Она села напротив, наклонилась вперед и снова принялась смотреть ему в глаза.
«Нессим, что происходит? Твое здоровье… эта температура, и ты совсем не спишь, ведь так?»
Он улыбнулся устало и прижал ее ладонь тыльной стороной к своей горячей щеке.
«Чепуха, — сказал он. — Просто напряжение сказывается, дело-то идет к концу. Еще пришлось сказать Лейле правду. Она, когда поняла размах наших планов, встревожилась не на шутку. И с Маунтоливом ей будет теперь труднее. Я думаю, она потому и не стала встречаться с ним тогда, на карнавале, помнишь? Я в то утро обо всем ей как раз и доложил. Впрочем, неважно. Еще несколько месяцев — все, комар носу не подточит. Остальное будет зависеть уже от них самих. Но Лейле, конечно же, идея с отъездом пришлась не по вкусу. Как и следовало ожидать. И потом, у меня еще есть проблемы, и немаловажные».
«Что за проблемы?»
Он, однако, покачал головой, встал и принялся раздеваться. В постели он допил валериану и лег, скрестив руки на груди, вытянув ноги, — ни дать ни взять, барельеф крестоносца на саркофаге. Жюстин выключила свет и молча постояла в дверях. Потом сказала наконец:
«Нессим. Я боюсь, с тобою происходит что-то, чего я не понимаю. Скажи, пожалуйста!»
Последовала долгая пауза.

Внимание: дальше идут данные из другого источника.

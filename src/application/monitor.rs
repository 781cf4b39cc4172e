//! Background tasks: periodic statistics rollup and improvement cycles.
//!
//! Each task is a cancellable tokio loop with an idempotent start and a
//! bounded stop. Self-investigation owns its own loop; this module
//! drives the rollup and the improvement cadence and delegates the
//! investigation loop's lifecycle.

use std::sync::Arc;
use std::time::Duration;
use tokio::sync::{watch, Mutex};
use tokio::task::JoinHandle;
use tracing::{error, info, warn};

use crate::ports::ExecutionStore;

use super::improvement::AutonomousImprovement;
use super::investigation::SelfInvestigator;

/// Background cadences.
#[derive(Debug, Clone)]
pub struct MonitorConfig {
    /// Interval between statistics rollups.
    pub statistics_interval: Duration,
    /// Interval between improvement cycles (when enabled).
    pub improvement_interval: Duration,
}

impl Default for MonitorConfig {
    fn default() -> Self {
        Self {
            statistics_interval: Duration::from_secs(600),
            improvement_interval: Duration::from_secs(3_600),
        }
    }
}

struct TaskHandle {
    stop: watch::Sender<bool>,
    task: JoinHandle<()>,
}

async fn stop_task(handle: TaskHandle, name: &str) {
    let _ = handle.stop.send(true);
    if tokio::time::timeout(Duration::from_secs(5), handle.task)
        .await
        .is_err()
    {
        warn!(task = name, "background task did not stop within 5s");
    }
}

/// Owner of the engine's background loops.
pub struct BackgroundMonitor {
    execution_store: Arc<dyn ExecutionStore>,
    investigator: Arc<SelfInvestigator>,
    improvement: Option<Arc<AutonomousImprovement>>,
    config: MonitorConfig,
    tasks: Mutex<Vec<(String, TaskHandle)>>,
}

impl BackgroundMonitor {
    pub fn new(
        execution_store: Arc<dyn ExecutionStore>,
        investigator: Arc<SelfInvestigator>,
        improvement: Option<Arc<AutonomousImprovement>>,
        config: MonitorConfig,
    ) -> Self {
        Self {
            execution_store,
            investigator,
            improvement,
            config,
            tasks: Mutex::new(Vec::new()),
        }
    }

    /// Starts every background task. Idempotent against double starts.
    pub async fn start(&self) {
        let mut tasks = self.tasks.lock().await;
        if !tasks.is_empty() {
            return;
        }

        tasks.push((
            "statistics_rollup".to_string(),
            Self::spawn_loop(
                self.config.statistics_interval,
                {
                    let store = Arc::clone(&self.execution_store);
                    move || {
                        let store = Arc::clone(&store);
                        async move {
                            if let Err(e) = store.update_statistics().await {
                                error!(error = %e, "statistics rollup failed");
                            }
                        }
                    }
                },
            ),
        ));

        self.investigator.start_monitoring().await;

        if let Some(improvement) = &self.improvement {
            tasks.push((
                "improvement_cycle".to_string(),
                Self::spawn_loop(self.config.improvement_interval, {
                    let improvement = Arc::clone(improvement);
                    move || {
                        let improvement = Arc::clone(&improvement);
                        async move {
                            match improvement.run_cycle().await {
                                Ok(report) => info!(
                                    opportunities = report.opportunities_detected,
                                    deployed = report.deployed.len(),
                                    queued = report.queued_for_review.len(),
                                    "improvement cycle finished"
                                ),
                                Err(e) => error!(error = %e, "improvement cycle failed"),
                            }
                        }
                    }
                }),
            ));
        }

        info!(tasks = tasks.len(), "background monitor started");
    }

    /// Stops everything, waiting up to five seconds per task.
    pub async fn stop(&self) {
        self.investigator.stop_monitoring().await;
        let drained: Vec<(String, TaskHandle)> = self.tasks.lock().await.drain(..).collect();
        futures::future::join_all(
            drained
                .into_iter()
                .map(|(name, handle)| async move { stop_task(handle, &name).await }),
        )
        .await;
        info!("background monitor stopped");
    }

    fn spawn_loop<F, Fut>(interval: Duration, mut work: F) -> TaskHandle
    where
        F: FnMut() -> Fut + Send + 'static,
        Fut: std::future::Future<Output = ()> + Send,
    {
        let (stop_tx, mut stop_rx) = watch::channel(false);
        let task = tokio::spawn(async move {
            let mut ticker = tokio::time::interval(interval);
            ticker.set_missed_tick_behavior(tokio::time::MissedTickBehavior::Skip);
            loop {
                tokio::select! {
                    _ = ticker.tick() => work().await,
                    _ = stop_rx.changed() => {
                        if *stop_rx.borrow() {
                            break;
                        }
                    }
                }
            }
        });
        TaskHandle {
            stop: stop_tx,
            task,
        }
    }
}

#[cfg(test)]
mod tests {
    use super::*;
    use crate::adapters::storage::InMemoryExecutionStore;
    use crate::application::investigation::InvestigationConfig;
    use crate::domain::foundation::GoalId;
    use crate::domain::goal::{GoalExecution, ToolExecutionRecord};
    use serde_json::json;

    fn monitor(store: Arc<InMemoryExecutionStore>) -> BackgroundMonitor {
        let investigator = Arc::new(SelfInvestigator::new(
            store.clone(),
            None,
            InvestigationConfig::default(),
        ));
        BackgroundMonitor::new(
            store,
            investigator,
            None,
            MonitorConfig {
                statistics_interval: Duration::from_millis(10),
                improvement_interval: Duration::from_secs(3_600),
            },
        )
    }

    #[tokio::test]
    async fn rollup_loop_refreshes_statistics() {
        let store = Arc::new(InMemoryExecutionStore::new());
        let execution = GoalExecution::started(GoalId::new(), "goal");
        store.store_execution(&execution).await.unwrap();
        store
            .store_tool_execution(&ToolExecutionRecord::succeeded(
                execution.execution_id,
                "t",
                json!({}),
                json!({}),
                5,
            ))
            .await
            .unwrap();

        let monitor = monitor(store.clone());
        monitor.start().await;
        tokio::time::sleep(Duration::from_millis(50)).await;
        monitor.stop().await;

        let stats = store.get_tool_statistics("t").await.unwrap().unwrap();
        assert_eq!(stats.total_executions, 1);
    }

    #[tokio::test]
    async fn start_is_idempotent_and_stop_is_clean() {
        let store = Arc::new(InMemoryExecutionStore::new());
        let monitor = monitor(store);

        monitor.start().await;
        monitor.start().await;
        assert_eq!(monitor.tasks.lock().await.len(), 1);
        monitor.stop().await;
        assert!(monitor.tasks.lock().await.is_empty());
    }
}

Заговорила опять она:
«Чем все это кончится?»
Он немного привстал и посмотрел на нее.
«К осени, когда все будет готово, придется изменить диспозицию. Может быть, придется расстаться примерно на год, Жюстин. Я хочу, чтобы ты отправилась туда и была там, когда все начнется. Лейле нужно будет уехать на ферму в Кении. Здесь наверняка реакция будет весьма обостренная, и я хочу ее встретить лицом к лицу».
«Ты говоришь во сне».
«Я вымотался совершенно», — он почти выкрикнул коротко, зло.
Жюстин стояла молча, недвижный силуэт в дверном проеме.
«А что другие?» — спросила она мягко, и он снова поднялся, чтобы ответить все так же раздраженно.
«Единственный, кто нас сейчас беспокоит, это Да Капо. Придется сымитировать убийство или как-то иначе дать ему исчезнуть, он очень скомпрометирован. Деталей я еще не обдумывал. Он хочет, чтобы я предъявил претензии на его страховку, он, между нами, разорен совершенно, так что его исчезновение выгодно всем и с любой точки зрения. Мы после об этом поговорим. Устроить все это будет не слишком сложно».
Она раздумчиво ушла к себе в комнату и стала готовиться ко сну. В соседней спальне вздыхал, ворочался Нессим. Она поглядела в зеркало на усталое, озабоченное свое лицо, смыла макияж и расчесалась на ночь. Потом нагая скользнула между простынями, щелкнула выключателем и погрузилась легко, без усилия в сон буквально через несколько секунд.
Ближе к утру Нессим босой пришел к ней в комнату. Она проснулась, почувствовав на плечах его ладони; он стоял на коленях с кроватью рядом и весь трясся — поначалу она приняла этот пароксизм за слезы. Но он дрожал как в лихорадке, и зубы у него стучали.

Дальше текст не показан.